Assuming the deal is completed, WWE will likely be merged with Endeavor’s UFC to create a new, independent public company, with the Ari Emanuel-led company holding the majority stake. CNBC first reported on the Endeavor deal.
The companies are in advanced negotiations and a deal could be announced this week. WWE will be hosting its flagship Wrestlemania event in Los Angeles over the weekend.

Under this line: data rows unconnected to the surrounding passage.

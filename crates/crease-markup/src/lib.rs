//! crease-markup: Escaping and lightweight markup for chat messages
//!
//! Both entry points are total: any input produces markup that displays
//! the text literally apart from the tags generated here.

pub mod format;
pub mod sanitize;
pub mod text;

pub use format::{format, plain_paragraph};
pub use sanitize::escape;
pub use text::to_plain_text;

The potential sale comes after McMahon returned to the sports entertainment company in January as executive chairman. In 2022, he quit his job at the company amid a board investigation of misconduct. McMahon was succeeded as CEO by his daughter Stephanie McMahon and Nick Khan, a former TV co-director of the CAA, who joined WWE as president in 2020. In January, Stephanie joined WWE as president. left her role after her father returned.
The board’s investigation into McMahon focuses on allegations that he had an affair with employees at the company and then paid the women millions of dollars in severance pay. , along with non-disclosure agreements. The company said in November that the investigation was closed.

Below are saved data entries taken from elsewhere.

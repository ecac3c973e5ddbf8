//! Chunk stream type and newline-delimited JSON decoding

use crate::{
    error::{Error, Result},
    types::GenerateResponse,
};
use std::pin::Pin;
use tokio_stream::Stream;

/// A stream of reply text fragments.
///
/// `None` means the server finished the reply; an `Err` item ends the
/// stream early and no further items follow it.
pub type ChunkStream = Pin<Box<dyn Stream<Item = Result<String>> + Send>>;

/// Reassembles newline-delimited JSON lines from arbitrary byte chunks.
///
/// Network reads do not respect line boundaries, so a partial line is kept
/// until the rest of it arrives.
#[derive(Debug, Default)]
pub struct NdjsonDecoder {
    pending: Vec<u8>,
}

impl NdjsonDecoder {
    /// Create an empty decoder
    pub fn new() -> Self {
        Self::default()
    }

    /// Feed raw bytes, returning the outcome of every line completed by them.
    ///
    /// A line carrying a server error becomes an `Err` item.
    pub fn push(&mut self, bytes: &[u8]) -> Vec<Result<String>> {
        self.pending.extend_from_slice(bytes);

        let mut fragments = Vec::new();
        while let Some(pos) = self.pending.iter().position(|b| *b == b'\n') {
            let line: Vec<u8> = self.pending.drain(..=pos).collect();
            if let Some(item) = decode_line(&line) {
                fragments.push(item);
            }
        }
        fragments
    }

    /// Flush a final line that was not newline-terminated
    pub fn finish(&mut self) -> Option<Result<String>> {
        let rest = std::mem::take(&mut self.pending);
        decode_line(&rest)
    }
}

/// Parse one line, returning its non-empty text fragment or its error.
///
/// Lines that fail to parse are skipped rather than failing the reply.
fn decode_line(line: &[u8]) -> Option<Result<String>> {
    let line = String::from_utf8_lossy(line);
    let line = line.trim();
    if line.is_empty() {
        return None;
    }

    tracing::trace!("Processing generate chunk: {}", line);

    match serde_json::from_str::<GenerateResponse>(line) {
        Ok(GenerateResponse {
            error: Some(message),
            ..
        }) => {
            tracing::warn!("Server reported an error mid-reply: {}", message);
            Some(Err(Error::Server(message)))
        }
        Ok(response) => {
            let text = response.text();
            if text.is_empty() {
                None
            } else {
                tracing::trace!("Extracted text chunk: {:?}", text);
                Some(Ok(text.to_string()))
            }
        }
        Err(e) => {
            tracing::warn!("Failed to parse generate chunk: {} - Error: {}", line, e);
            None
        }
    }
}

#[cfg(test)]
mod tests {
    use super::*;

    fn texts(items: Vec<Result<String>>) -> Vec<String> {
        items.into_iter().map(|item| item.unwrap()).collect()
    }

    #[test]
    fn test_whole_lines() {
        let mut decoder = NdjsonDecoder::new();
        let out = decoder.push(
            b"{\"model\":\"m\",\"response\":\"Hi \",\"done\":false}\n\
              {\"model\":\"m\",\"response\":\"there\",\"done\":false}\n",
        );
        assert_eq!(texts(out), vec!["Hi ".to_string(), "there".to_string()]);
        assert!(decoder.finish().is_none());
    }

    #[test]
    fn test_line_split_across_reads() {
        let mut decoder = NdjsonDecoder::new();
        assert!(decoder.push(b"{\"response\":\"Cover").is_empty());
        assert!(decoder.push(b" drive\",\"do").is_empty());
        let out = decoder.push(b"ne\":false}\n");
        assert_eq!(texts(out), vec!["Cover drive".to_string()]);
    }

    #[test]
    fn test_multibyte_char_split_across_reads() {
        let line = "{\"response\":\"caf\u{e9}\"}\n".as_bytes();
        let split = line.len() - 4;
        let mut decoder = NdjsonDecoder::new();
        assert!(decoder.push(&line[..split]).is_empty());
        assert_eq!(texts(decoder.push(&line[split..])), vec!["caf\u{e9}".to_string()]);
    }

    #[test]
    fn test_empty_and_terminal_lines_filtered() {
        let mut decoder = NdjsonDecoder::new();
        let out = decoder.push(b"\n{\"response\":\"\",\"done\":true}\n{\"done\":true}\n");
        assert!(out.is_empty());
    }

    #[test]
    fn test_malformed_line_skipped() {
        let mut decoder = NdjsonDecoder::new();
        let out = decoder.push(b"not json\n{\"response\":\"ok\"}\n");
        assert_eq!(texts(out), vec!["ok".to_string()]);
    }

    #[test]
    fn test_error_line_becomes_err() {
        let mut decoder = NdjsonDecoder::new();
        let mut out = decoder.push(
            b"{\"response\":\"Keep \"}\n{\"error\":\"model runner has unexpectedly stopped\"}\n",
        );
        assert_eq!(out.len(), 2);
        let err = out.pop().unwrap().unwrap_err();
        assert!(matches!(err, Error::Server(ref m) if m.contains("unexpectedly stopped")));
        assert_eq!(out.pop().unwrap().unwrap(), "Keep ");
    }

    #[test]
    fn test_finish_flushes_unterminated_line() {
        let mut decoder = NdjsonDecoder::new();
        assert!(decoder.push(b"{\"response\":\"tail\"}").is_empty());
        assert_eq!(decoder.finish().unwrap().unwrap(), "tail");
        assert!(decoder.finish().is_none());
    }
}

McMahon remained a majority shareholder of WWE, leading to speculation even then that he might pursue the sale.
Endeavor, owner of mixed martial arts promoter UFC, talent super agency WME and other businesses like IMG and Professional Bull Riders, is a natural fit for WWE. Since going public in 2021, Endeavor has sought to build its own sporting events business, primarily through the UFC and to a lesser extent PBR. WWE superstars have also regularly turned to film and television, with some, like Dwayne Johnson (stage name “The Rock”) and John Cena finding mainstream appeal.
A combined UFC and WME could also work together in some rights negotiations.
Endeavor CEO Ari Emanuel “hasn’t been shy about showing his interest in WWE ever since the minute Vince McMahon retired from the company,” LightShed analysts Brandon Ross, Richard Greenfield and Mark Kelley have said. 12 report. “He believes he can unlock value for WWE in the same way he did for the UFC, which he acquired prior to the last renewal cycle. their rights, by negotiating rights agreements and allocating substantial amounts of funding.”
Ultimately, the deal being discussed is stock-focused, rather than cash-focused, with WWE shareholders moving their equity into the new venture.